I know I'm a latecomer on this, but The Trip was really great. I tried to talk about it to my friend, who it turns out has never heard of Steve Coogan or Rob Bryden. It seemed to me that the show relies on some background knowledge about who they are - and obviously there are plenty of references to be got. But I wonder, what if you did watch it without that background. Perhaps it could be done, it would still work, with these characters (now presumed completely fictional) really expressing enough of themselves to make sense, and to be poignant and effective in the same way as it is for normal viewers.
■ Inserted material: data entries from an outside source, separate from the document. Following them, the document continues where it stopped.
use crate::core::interfaces::CssProcessor;
use crate::utils::{Logger, Result, Timer};
use lightningcss::{
    printer::PrinterOptions,
    stylesheet::{ParserOptions as CssParserOptions, StyleSheet},
};

/// Stylesheet stage backed by Lightning CSS
pub struct LightningCssProcessor {
    minify: bool,
}

impl LightningCssProcessor {
    pub fn new(minify: bool) -> Self {
        Self { minify }
    }

    fn fallback_minify(&self, content: &str) -> String {
        if self.minify {
            content
                .lines()
                .map(|line| line.trim())
                .filter(|line| !line.is_empty())
                .collect::<Vec<_>>()
                .join("")
        } else {
            content.to_string()
        }
    }
}

#[async_trait::async_trait]
impl CssProcessor for LightningCssProcessor {
    async fn process_stylesheet(&self, chunk_name: &str, source: &str) -> Result<String> {
        let _timer = Timer::start(&format!("Processing CSS for chunk {}", chunk_name));

        let stylesheet = match StyleSheet::parse(source, CssParserOptions::default()) {
            Ok(stylesheet) => stylesheet,
            Err(e) => {
                Logger::warn(&format!(
                    "CSS parse error in chunk {} ({}), using fallback minification",
                    chunk_name, e
                ));
                return Ok(self.fallback_minify(source));
            }
        };

        match stylesheet.to_css(PrinterOptions {
            minify: self.minify,
            ..Default::default()
        }) {
            Ok(result) => Ok(result.code),
            Err(e) => {
                Logger::warn(&format!(
                    "CSS printing failed for chunk {} ({}), using fallback minification",
                    chunk_name, e
                ));
                Ok(self.fallback_minify(source))
            }
        }
    }

    fn cache_identity(&self) -> String {
        format!("lightningcss:minify={}", self.minify)
    }
}

impl Default for LightningCssProcessor {
    fn default() -> Self {
        Self::new(true)
    }
}
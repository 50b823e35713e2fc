use crate::core::models::*;
use crate::utils::Result;
use async_trait::async_trait;
use std::path::Path;

/// File system operations interface
#[async_trait]
pub trait FileSystemService: Send + Sync {
    /// Recursively collect module files, skipping `skip_dirs`, hidden
    /// directories and nested `node_modules`
    async fn scan_directory(&self, path: &Path, skip_dirs: &[&Path]) -> Result<ProjectStructure>;
    async fn read_file(&self, path: &Path) -> Result<Vec<u8>>;
    async fn write_file(&self, path: &Path, content: &[u8]) -> Result<()>;
    async fn create_directory(&self, path: &Path) -> Result<()>;
    /// Remove everything inside `path`, keeping the directory itself
    async fn clean_directory(&self, path: &Path) -> Result<()>;
}

/// Script transpile/minify stage: rendered chunk source in, final bytes out
#[async_trait]
pub trait JsProcessor: Send + Sync {
    async fn process_chunk(&self, chunk_name: &str, source: &str) -> Result<String>;
    /// Identifies the stage configuration in cache fingerprints
    fn cache_identity(&self) -> String;
}

/// Stylesheet transform/minify stage with the same byte-in/byte-out contract
#[async_trait]
pub trait CssProcessor: Send + Sync {
    async fn process_stylesheet(&self, chunk_name: &str, source: &str) -> Result<String>;
    fn cache_identity(&self) -> String;
}

/// Produces the HTML document that loads the emitted assets
#[async_trait]
pub trait HtmlShell: Send + Sync {
    async fn render(&self, assets: &[EmittedAsset]) -> Result<String>;
}

/// Durable key-value backend behind the cache controller
pub trait CacheStorage: Send + Sync {
    fn load(&self, key: &str) -> Result<Option<Vec<u8>>>;
    fn store(&self, key: &str, bytes: &[u8]) -> Result<()>;
    fn remove(&self, key: &str) -> Result<()>;
    fn clear(&self) -> Result<()>;
    fn entry_count(&self) -> usize;
    fn size_on_disk(&self) -> u64;
}

/// Build service interface
#[async_trait]
pub trait BuildService: Send {
    async fn build(&mut self, config: &BuildConfig) -> Result<BuildResult>;
    /// Incremental rebuild; emits hot-update patches in development
    async fn rebuild(&mut self, config: &BuildConfig) -> Result<BuildResult>;
}
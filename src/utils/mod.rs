// Shared utilities module
pub mod config_loader;
pub mod errors;
pub mod logging;
pub mod watch;

pub use config_loader::*;
pub use errors::*;
pub use logging::*;
pub use watch::*;
use crate::core::models::{
    default_cache_dir, BuildConfig, BuildMode, DEFAULT_FRAMEWORK_PACKAGES,
    DEFAULT_HASH_DIGEST_LENGTH,
};
use crate::utils::{BedrockError, ErrorContext, Logger, Result};
use serde::{Deserialize, Serialize};
use std::path::{Path, PathBuf};

pub const CONFIG_FILE: &str = "bedrock.config.json";

/// Configuration file format (bedrock.config.json)
#[derive(Debug, Clone, Default, Serialize, Deserialize)]
#[serde(rename_all = "camelCase", deny_unknown_fields)]
pub struct BedrockConfig {
    /// Packages whose dependency closure forms the framework chunk
    #[serde(skip_serializing_if = "Option::is_none")]
    pub framework_packages: Option<Vec<String>>,

    /// Source directory (default: "src")
    #[serde(skip_serializing_if = "Option::is_none")]
    pub entry: Option<String>,

    /// Output directory (default: "dist")
    #[serde(skip_serializing_if = "Option::is_none")]
    pub outdir: Option<String>,

    /// HTML shell template (default: "index.html" when present)
    #[serde(skip_serializing_if = "Option::is_none")]
    pub template: Option<String>,

    #[serde(skip_serializing_if = "Option::is_none")]
    pub public_path: Option<String>,

    #[serde(skip_serializing_if = "Option::is_none")]
    pub hash_digest_length: Option<usize>,

    #[serde(skip_serializing_if = "Option::is_none")]
    pub cache_directory: Option<String>,

    #[serde(skip_serializing_if = "Option::is_none")]
    pub max_chunk_size: Option<usize>,
}

/// Values given on the command line; each one beats the config file
#[derive(Debug, Clone, Default)]
pub struct CliOverrides {
    /// Explicit mode string; `NODE_ENV`/`ANALYZE` decide when absent
    pub mode: Option<String>,
    pub outdir: Option<String>,
    pub framework_packages: Option<Vec<String>>,
    pub max_chunk_size: Option<usize>,
    pub no_cache: bool,
}

/// Config loader that supports config files with CLI override
pub struct ConfigLoader;

impl ConfigLoader {
    /// Load `bedrock.config.json` from the project root if it exists
    pub fn load_from_file(root: &Path) -> Result<Option<BedrockConfig>> {
        let config_path = root.join(CONFIG_FILE);

        if !config_path.exists() {
            Logger::debug(&format!("No {} found, using defaults", CONFIG_FILE));
            return Ok(None);
        }

        Logger::debug(&format!("Loading config from {}", config_path.display()));

        let content = std::fs::read_to_string(&config_path).map_err(BedrockError::Io)?;

        let config: BedrockConfig = serde_json::from_str(&content).map_err(|e| {
            BedrockError::config_with_context(
                format!("Failed to parse {}: {}", CONFIG_FILE, e),
                ErrorContext::new().with_file(config_path.clone()),
            )
        })?;

        Logger::debug("✅ Config file loaded successfully");
        Ok(Some(config))
    }

    /// Merge file config with CLI arguments (CLI > config file > default)
    /// and validate the result. Every failure here is a configuration error.
    pub fn merge_with_cli(
        file_config: Option<BedrockConfig>,
        root: PathBuf,
        cli: CliOverrides,
    ) -> Result<BuildConfig> {
        let base = file_config.unwrap_or_default();

        let root = std::fs::canonicalize(&root).map_err(|e| {
            BedrockError::config_with_context(
                format!("Project root is not accessible: {}", e),
                ErrorContext::new().with_file(root.clone()),
            )
        })?;

        let mode = match cli.mode.as_deref() {
            Some(explicit) => BuildMode::parse(explicit)?,
            None => BuildMode::from_env(),
        };

        let framework_packages = cli
            .framework_packages
            .or(base.framework_packages)
            .unwrap_or_else(|| {
                DEFAULT_FRAMEWORK_PACKAGES
                    .iter()
                    .map(|s| s.to_string())
                    .collect()
            });
        if framework_packages.iter().any(|p| p.trim().is_empty()) {
            return Err(BedrockError::config("frameworkPackages contains an empty name"));
        }

        let hash_digest_length = base.hash_digest_length.unwrap_or(DEFAULT_HASH_DIGEST_LENGTH);
        if !(1..=16).contains(&hash_digest_length) {
            return Err(BedrockError::config(format!(
                "hashDigestLength must be between 1 and 16 (got {})",
                hash_digest_length
            )));
        }

        if cli.max_chunk_size.or(base.max_chunk_size) == Some(0) {
            return Err(BedrockError::config("maxChunkSize must be greater than 0"));
        }

        let outdir = resolve(&root, cli.outdir.as_deref().or(base.outdir.as_deref()).unwrap_or("dist"));
        let entry = resolve(&root, base.entry.as_deref().unwrap_or("src"));
        if outdir == root || entry.starts_with(&outdir) {
            return Err(BedrockError::config(format!(
                "Output directory {} would overwrite project sources",
                outdir.display()
            )));
        }

        let template = base
            .template
            .as_deref()
            .map(|t| resolve(&root, t))
            .or_else(|| Some(root.join("index.html")));

        let cache_dir = base
            .cache_directory
            .as_deref()
            .map(|c| resolve(&root, c))
            .unwrap_or_else(|| default_cache_dir(&root));

        Ok(BuildConfig {
            entry,
            outdir,
            template,
            mode,
            framework_packages,
            hash_digest_length,
            public_path: base.public_path.unwrap_or_default(),
            cache_dir,
            max_chunk_size: cli.max_chunk_size.or(base.max_chunk_size),
            enable_cache: !cli.no_cache,
            root,
        })
    }

    /// Load the config file under `root` and merge it with CLI overrides
    pub fn load(root: PathBuf, cli: CliOverrides) -> Result<BuildConfig> {
        let file_config = Self::load_from_file(&root)?;
        Self::merge_with_cli(file_config, root, cli)
    }
}

/// Resolve a config path relative to the project root
fn resolve(root: &Path, value: &str) -> PathBuf {
    let path = Path::new(value);
    if path.is_absolute() {
        path.to_path_buf()
    } else {
        root.join(path)
    }
}

#[cfg(test)]
mod tests {
    use super::*;

    fn explicit(mode: &str) -> CliOverrides {
        CliOverrides {
            mode: Some(mode.to_string()),
            ..Default::default()
        }
    }

    #[test]
    fn test_load_from_file_not_exists() {
        let temp_dir = tempfile::tempdir().unwrap();
        let result = ConfigLoader::load_from_file(temp_dir.path()).unwrap();
        assert!(result.is_none());
    }

    #[test]
    fn test_load_from_file_valid() {
        let temp_dir = tempfile::tempdir().unwrap();
        std::fs::write(
            temp_dir.path().join(CONFIG_FILE),
            r#"{"outdir": "build", "frameworkPackages": ["preact"], "hashDigestLength": 8}"#,
        )
        .unwrap();

        let config = ConfigLoader::load_from_file(temp_dir.path()).unwrap().unwrap();
        assert_eq!(config.outdir, Some("build".to_string()));
        assert_eq!(config.framework_packages, Some(vec!["preact".to_string()]));
        assert_eq!(config.hash_digest_length, Some(8));
    }

    #[test]
    fn test_malformed_file_is_config_error() {
        let temp_dir = tempfile::tempdir().unwrap();
        std::fs::write(temp_dir.path().join(CONFIG_FILE), r#"{"outdir": 3}"#).unwrap();

        let err = ConfigLoader::load_from_file(temp_dir.path()).unwrap_err();
        assert!(err.is_fatal_at_configuration());
    }

    #[test]
    fn test_merge_with_cli_override() {
        let temp_dir = tempfile::tempdir().unwrap();
        let file_config = BedrockConfig {
            outdir: Some("build".to_string()),
            max_chunk_size: Some(1000),
            ..Default::default()
        };

        let merged = ConfigLoader::merge_with_cli(
            Some(file_config),
            temp_dir.path().to_path_buf(),
            CliOverrides {
                mode: Some("production".to_string()),
                outdir: Some("dist-override".to_string()),
                ..Default::default()
            },
        )
        .unwrap();

        assert!(merged.outdir.ends_with("dist-override"));
        assert_eq!(merged.max_chunk_size, Some(1000));
        assert_eq!(merged.mode, BuildMode::Production);
        assert_eq!(merged.framework_packages, vec!["react", "react-dom"]);
        assert!(merged.cache_dir.ends_with("node_modules/.cache/bedrock"));
        assert!(merged.enable_cache);
    }

    #[test]
    fn test_unknown_mode_is_fatal() {
        let temp_dir = tempfile::tempdir().unwrap();
        let err = ConfigLoader::merge_with_cli(None, temp_dir.path().to_path_buf(), explicit("staging"))
            .unwrap_err();
        assert!(err.is_fatal_at_configuration());
    }

    #[test]
    fn test_invalid_digest_length_rejected() {
        let temp_dir = tempfile::tempdir().unwrap();
        let file_config = BedrockConfig {
            hash_digest_length: Some(17),
            ..Default::default()
        };
        let err = ConfigLoader::merge_with_cli(
            Some(file_config),
            temp_dir.path().to_path_buf(),
            explicit("production"),
        )
        .unwrap_err();
        assert!(err.is_fatal_at_configuration());
    }

    #[test]
    fn test_outdir_cannot_be_root() {
        let temp_dir = tempfile::tempdir().unwrap();
        let err = ConfigLoader::merge_with_cli(
            None,
            temp_dir.path().to_path_buf(),
            CliOverrides {
                mode: Some("development".to_string()),
                outdir: Some(".".to_string()),
                ..Default::default()
            },
        )
        .unwrap_err();
        assert!(err.is_fatal_at_configuration());
    }

    #[test]
    fn test_missing_root_is_config_error() {
        let err = ConfigLoader::merge_with_cli(
            None,
            PathBuf::from("/definitely/not/here"),
            explicit("production"),
        )
        .unwrap_err();
        assert!(err.is_fatal_at_configuration());
    }
}
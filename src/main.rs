// Bedrock CLI entry point

use bedrock::cli::CliHandler;

#[tokio::main]
async fn main() {
    let handler = CliHandler::new();

    if let Err(e) = handler.run().await {
        eprintln!("{}", e.format_detailed());
        std::process::exit(1);
    }
}
impl BedrockBuildService {
    pub fn new(
        fs_service: Arc<dyn FileSystemService>,
        js_processor: Arc<dyn JsProcessor>,
        css_processor: Arc<dyn CssProcessor>,
    ) -> Self {
        Self {
            fs_service,
            js_processor,
            css_processor,
            html_shell: None,
            cache: None,
            last_build: None,
        }
    }

    pub fn with_html_shell(mut self, html_shell: Arc<dyn HtmlShell>) -> Self {
        self.html_shell = Some(html_shell);
        self
    }

    pub fn with_cache(mut self, cache: Arc<CacheController>) -> Self {
        self.cache = Some(cache);
        self
    }

    pub fn cache(&self) -> Option<&Arc<CacheController>> {
        self.cache.as_ref()
    }

    /// Open the persistent cache for the configured mode unless one was
    /// injected or caching is disabled
    fn ensure_cache(&mut self, config: &BuildConfig) {
        if self.cache.is_none() && config.enable_cache {
            let policy = CachePolicy::for_mode(config.mode, &config.cache_dir);
            self.cache = Some(Arc::new(CacheController::open(policy)));
        }
    }

    async fn run(&mut self, config: &BuildConfig, incremental: bool) -> Result<BuildResult> {
        let start = Instant::now();
        let _timer = Timer::start("Build");
        Logger::build_start(&config.root, &config.outdir, config.mode.as_str());

        // Fail on bad naming settings before touching the output directory
        let namer = ArtifactNamer::for_mode(config.mode, config.hash_digest_length)?;

        self.ensure_cache(config);
        if let Some(cache) = &self.cache {
            cache.begin_generation();
        }

        let closure = compute_framework_closure(config.mode, &config.framework_packages, &config.root);

        let modules = collect_modules(self.fs_service.as_ref(), config, &closure).await?;
        let mut warnings = Vec::new();

        let entries = match find_entry_module(config, &modules) {
            Some(id) => vec![id],
            None => {
                let warning = format!(
                    "No entry module (main.* or index.*) found in {}",
                    config.entry.display()
                );
                Logger::warn(&warning);
                warnings.push(warning);
                Vec::new()
            }
        };

        let chunks = {
            let _timer = Timer::start("Chunk partitioning");
            ChunkPartitioner::new(PartitionConfig {
                max_chunk_size: config.max_chunk_size,
            })
            .with_framework_group(FrameworkChunkPredicate::new(closure.clone()))
            .partition(&modules, &entries)
        };

        // WASM first: chunk sources embed the emitted file names
        let mut assets = Vec::new();
        let mut wasm_urls = HashMap::new();
        for chunk in &chunks {
            for module in chunk.wasm_modules() {
                let file_name = namer.name_asset(AssetClass::Wasm, &module.id, &module.content)?;
                wasm_urls.insert(
                    module.id.clone(),
                    format!("{}{}", config.public_path, file_name),
                );
                assets.push(EmittedAsset {
                    logical_name: module.id.clone(),
                    file_name,
                    class: AssetClass::Wasm,
                    chunk: Some(chunk.name.clone()),
                    size: module.content.len(),
                    module_count: 1,
                    content_hash: namer.content_hash(&module.content),
                    cached: false,
                    content: module.content.clone(),
                });
            }
        }

        let mut cache_hits = 0;
        let mut chunk_assets = Vec::new();
        for chunk in &chunks {
            if emits_script(chunk) {
                let source = render_chunk(chunk, &wasm_urls);
                let (bytes, cached) = self.process_script(config, chunk, source).await?;
                cache_hits += cached as usize;
                chunk_assets.push(emitted(&namer, AssetClass::Script, chunk, "js", bytes, cached)?);
            }

            if chunk.style_modules().next().is_some() {
                let source = chunk
                    .style_modules()
                    .map(|m| m.source().into_owned())
                    .collect::<Vec<_>>()
                    .join("\n");
                let (bytes, cached) = self.process_style(config, chunk, source).await?;
                cache_hits += cached as usize;
                chunk_assets.push(emitted(&namer, AssetClass::Style, chunk, "css", bytes, cached)?);
            }
        }
        // Load order: chunk scripts and styles, then WASM
        chunk_assets.append(&mut assets);
        let assets = chunk_assets;

        for asset in &assets {
            Logger::chunk_emitted(&asset.logical_name, &asset.file_name, asset.size, asset.cached);
        }

        let asset_hashes: Vec<&str> = assets.iter().map(|a| a.content_hash.as_str()).collect();
        let build_id = BuildId::next(
            self.last_build.as_ref().map(|s| &s.build_id),
            &asset_hashes,
        );
        let snapshot = BuildSnapshot {
            build_id: build_id.clone(),
            modules: chunks
                .iter()
                .flat_map(|chunk| {
                    chunk.modules.iter().map(|m| {
                        (m.id.clone(), (chunk.name.clone(), namer.content_hash(&m.content)))
                    })
                })
                .collect(),
        };

        let patching = incremental && config.mode.is_development();
        let hot_updates = match (&self.last_build, patching) {
            (Some(previous), true) => {
                hot_update_assets(&namer, previous, &snapshot, &chunks, &wasm_urls)?
            }
            _ => Vec::new(),
        };

        let manifest = AssetManifest::from_assets(&assets);

        // A development rebuild keeps older hot-update files for clients
        // still catching up
        if !patching {
            self.fs_service.clean_directory(&config.outdir).await?;
        }
        self.write_outputs(config, &assets, &hot_updates, &manifest).await?;

        let result_closure = closure.paths().to_vec();
        if config.mode.is_analyze() {
            let report = BundleReport {
                build_id: &build_id.hash,
                mode: config.mode,
                closure: &result_closure,
                chunks: chunks
                    .iter()
                    .map(|c| ChunkReport {
                        name: &c.name,
                        eager: c.eager,
                        size: c.modules.iter().map(|m| m.content.len()).sum(),
                        modules: c.modules.iter().map(|m| m.id.as_str()).collect(),
                    })
                    .collect(),
                assets: &assets,
            };
            let json = serde_json::to_vec_pretty(&report)?;
            self.fs_service
                .write_file(&config.outdir.join(REPORT_FILE), &json)
                .await?;
            Logger::info(&format!("📈 Bundle report written to {}", REPORT_FILE));
        }

        if let Some(cache) = &self.cache {
            let evicted = cache.end_generation();
            if evicted > 0 {
                Logger::debug(&format!("Evicted {} cache entries from memory", evicted));
            }
        }

        self.last_build = Some(snapshot);

        let build_time = start.elapsed();
        Logger::build_complete(
            modules.len(),
            assets.len() + hot_updates.len(),
            cache_hits,
            build_time,
            &config.outdir,
        );

        Ok(BuildResult {
            build_id: build_id.hash,
            mode: Some(config.mode),
            closure: result_closure,
            assets,
            hot_updates,
            manifest,
            modules_processed: modules.len(),
            cache_hits,
            build_time,
            warnings,
        })
    }

    async fn process_script(
        &self,
        config: &BuildConfig,
        chunk: &ChunkPlan,
        source: String,
    ) -> Result<(Vec<u8>, bool)> {
        let js = self.js_processor.clone();
        let name = chunk.name.clone();
        let key = Fingerprint::new("script")
            .field("mode", config.mode.as_str())
            .field("stage", &js.cache_identity())
            .field("chunk", &chunk.name)
            .bytes("source", source.as_bytes())
            .finish();

        self.cached_stage(&key, || async move {
            js.process_chunk(&name, &source)
                .await
                .map(String::into_bytes)
        })
        .await
        .map_err(|e| stage_error("Script", chunk, e))
    }

    async fn process_style(
        &self,
        config: &BuildConfig,
        chunk: &ChunkPlan,
        source: String,
    ) -> Result<(Vec<u8>, bool)> {
        let css = self.css_processor.clone();
        let name = chunk.name.clone();
        let key = Fingerprint::new("style")
            .field("mode", config.mode.as_str())
            .field("stage", &css.cache_identity())
            .field("chunk", &chunk.name)
            .bytes("source", source.as_bytes())
            .finish();

        self.cached_stage(&key, || async move {
            css.process_stylesheet(&name, &source)
                .await
                .map(String::into_bytes)
        })
        .await
        .map_err(|e| stage_error("Stylesheet", chunk, e))
    }

    async fn cached_stage<F, Fut>(&self, key: &str, compute: F) -> Result<(Vec<u8>, bool)>
    where
        F: FnOnce() -> Fut,
        Fut: std::future::Future<Output = Result<Vec<u8>>>,
    {
        match &self.cache {
            Some(cache) => cache.get_or_compute(key, compute).await,
            None => Ok((compute().await?, false)),
        }
    }

    async fn write_outputs(
        &self,
        config: &BuildConfig,
        assets: &[EmittedAsset],
        hot_updates: &[EmittedAsset],
        manifest: &AssetManifest,
    ) -> Result<()> {
        let _timer = Timer::start("Writing outputs");
        self.fs_service.create_directory(&config.outdir).await?;

        for asset in assets.iter().chain(hot_updates) {
            self.fs_service
                .write_file(&config.outdir.join(&asset.file_name), &asset.content)
                .await?;
        }

        let manifest_json = serde_json::to_vec_pretty(&manifest.assets)?;
        self.fs_service
            .write_file(&config.outdir.join(MANIFEST_FILE), &manifest_json)
            .await?;

        let html = match &self.html_shell {
            Some(shell) => shell.render(assets).await?,
            None => {
                TemplateHtmlShell::new(config.template.clone(), &config.public_path)
                    .render(assets)
                    .await?
            }
        };
        self.fs_service
            .write_file(&config.outdir.join(HTML_FILE), html.as_bytes())
            .await
    }
}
Anyway, what I really wanted to say about The Trip was that it seemed to me to be mainly about acting. There's obviously the level on which it's about real people 'playing themselves', which must be a weird kind of acting but is definitely that (although not quite in the same way as, say, Extras was). Then there's the constant thread of competition between them, which centres on impressions but is really about acting, as a skill, an art. Coogan's mock funeral oration for Bryden may be the key moment, I think; because as much as we know Coogan's being an asshole, and Bryden is the good guy, the funnier and nicer guy throughout, actually what Coogan's saying - the hiding, the masking, the distraction that comedy and acting offer from basic misery - is the foundation of the programme.

Hell is other people, especially a dinner for two, with someone who wasn't your first choice to be there; it seems like they can only escape that hell by being other people, and still others, and others.